Comentario de cine: Hamnet, cuando el duelo se transforma en una obra maestra

“Ser o no ser, he aquí la cuestión”... Totalmente devastado. Con el corazón dividido entre la ficción y la realidad, así se presenta la obra más importante jamás concebida y la narrativa humana detrás de su creación. La escritura como método de sanación, de terapia. De cara a los Oscar, llega a los cines una de las puntas de lanza de la temporada de premios: Hamnet, de Chloé Zhao.

Adaptación de la novela de Maggie O’Farrell, la cinta es dirigida por la ganadora del Oscar por Nomadland (obviando su paso por el MCU con la poco digerible Eternals). Protagonizada por Jessie Buckley y Paul Mescal, la película sigue a William Shakespeare y la poderosa historia de amor y dolor que terminó por cimentar la creación de su obra maestra atemporal: Hamlet.

Mediante un drama familiar, Hamnet narra lo que es, en el papel, una historia clásica de amor. Un drama mundano con una construcción narrativa sublime (la misma O’Farrell colaboró en el guion) que se enmarca en una visión sobrecogedora. Como si de un recuerdo se tratara, la trama se entremezcla con pasajes de realismo mágico y elementos ficticios que dan rienda suelta a la historia. Chloé Zhao logra algo muy difícil: al pintar pequeños pasajes bajo la brocha de lo onírico, camina por una cornisa donde el riesgo de caer en lo ridículo está siempre presente. Sin embargo, Chloé nunca cae.

Pese a que Zhao nos tiene acostumbrados a un cine existencialista desde la perspectiva de los outsiders de la sociedad (incluso en Eternals), Hamnet se siente extrañamente confortable, sumamente familiar. Se nota la mano de Steven Spielberg, quien ejerce de productor, en la constitución de una familia entrañable. Además, la actuación de los hijos del matrimonio Shakespeare es sublime, especialmente la de Jacobi Jupe, quien debería arrasar con los premios durante esta temporada.

A diferencia del libro, el protagonismo y el peso dramático se reparten tanto en William como en Agnes. La novela deposita toda la carga en la esposa del escritor, quien debe quedarse lidiando con la tragedia mientras su marido parte a Londres para convertirse en el gran dramaturgo que fue.
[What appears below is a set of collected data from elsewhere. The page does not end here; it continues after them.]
/**
 * Control Module
 *
 * Closed-loop layer between the intent producers and the motion board:
 * - DriftCompensator holds the desired intent and corrects heading drift
 * - ControlLoop ticks the compensator at a fixed rate on its own thread
 */

pub mod compensator;
pub mod runner;

pub use compensator::{ControllerStatus, DriftCompensator, TickOutcome};
pub use runner::ControlLoop;

use std::time::Instant;

use crate::sensor::SensorSnapshot;

/// Desired robot velocity in the robot frame
#[derive(Debug, Clone, Copy, Default, PartialEq)]
pub struct VelocityIntent {
    pub vx: f32,    //m/s forward
    pub vy: f32,    //m/s strafe
    pub omega: f32, //rad/s
}

impl VelocityIntent {
    pub fn new(vx: f32, vy: f32, omega: f32) -> Self {
        Self { vx, vy, omega }
    }

    pub fn is_finite(&self) -> bool {
        self.vx.is_finite() && self.vy.is_finite() && self.omega.is_finite()
    }
}

/// Who is allowed to write intent
#[derive(Debug, Clone, Copy, PartialEq, Eq)]
pub enum IntentSource {
    /// Remote operator over the datagram protocol
    Operator,
    /// On-board behaviour engine
    Autonomous,
}

/// Heading feedback consumed by the compensator
pub trait HeadingSource: Send + Sync {
    /// Current heading, radians in (-π, π]
    fn heading(&self) -> f32;

    /// Zero heading and drift history
    fn reset_heading(&self);

    /// Heading, drift and frame time taken under one read
    fn snapshot(&self) -> SensorSnapshot;

    /// Whether `snapshot` is too old to steer by at `now`
    fn is_stale_at(&self, snapshot: &SensorSnapshot, now: Instant) -> bool;
}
La película vuelve a encauzar el protagonismo en un intento de equiparar responsabilidades, culpas y penas. No obstante, el trabajo de Jessie Buckley es sobrenatural y sobresale por encima del de Paul Mescal. La actriz irlandesa ofrece el papel de su vida y se proyecta como la casi segura ganadora del Oscar.

La película, construida en base a grandes escenas, tiene un tercer acto evocativo y hermoso. No solo porque allí decanta todo el dolor y la tragedia acumulada en la hora y media previa, sino por ser un homenaje a la ficción. La interpretación de La Tragedia de Hamlet que vemos es un mensaje de protesta, una muestra del poder del cine y de la ficción cuando es compartida en una sala o en un anfiteatro.

Hamlet no es solo una obra de teatro; es la vía por la cual una persona superó sus traumas y procesó sus penas. Del mismo modo, se convirtió en la forma en que otros compartieron sus propios miedos y dolores, transformándolos en una catarsis colectiva. La magia del cine.

De cara a la temporada de premios, Hamnet seguirá haciendo ruido y cosechando galardones. Pero lo que de verdad debería destacarse, y la razón real para ir al cine, es su lucidez para convertir el duelo en arte mediante una transacción bidireccional: el autor construye arte desde sus sentimientos y el espectador toma ese arte y lo valora desde los suyos. ¿Son los mismos sentimientos? No. ¿La obra cambia cuando es compartida? Sí.

“Y así el natural color de la resolución se enferma con el pálido tinte del pensamiento”.